Source records »
---------------
// Logging initialization for the CLI binary
use tracing::level_filters::LevelFilter;
use tracing_subscriber::{
    EnvFilter, filter::Targets, fmt, prelude::__tracing_subscriber_SubscriberExt,
    util::SubscriberInitExt,
};

pub fn init_logging(verbose: bool) {
    let (level_filter, level) = if verbose {
        (LevelFilter::DEBUG, "debug")
    } else {
        (LevelFilter::OFF, "off")
    };
    let app_filter = Targets::new().with_target("chainfolio", level_filter);
    let env_filter = EnvFilter::try_from_default_env().unwrap_or_else(|_| EnvFilter::new(level));

    tracing_subscriber::registry()
        .with(fmt::layer().pretty().without_time())
        .with(app_filter)
        .with(env_filter)
        .init();
}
---------------
WORK INSTRUCTION » Only the stretch of lines that begins with the one holding "pub fn init_logging(verbose: bool)" and ends with the last line above belongs in the answer; please write it out exactly.

WRITTEN SOLUTION »
pub fn init_logging(verbose: bool) {
    let (level_filter, level) = if verbose {
        (LevelFilter::DEBUG, "debug")
    } else {
        (LevelFilter::OFF, "off")
    };
    let app_filter = Targets::new().with_target("chainfolio", level_filter);
    let env_filter = EnvFilter::try_from_default_env().unwrap_or_else(|_| EnvFilter::new(level));

    tracing_subscriber::registry()
        .with(fmt::layer().pretty().without_time())
        .with(app_filter)
        .with(env_filter)
        .init();
}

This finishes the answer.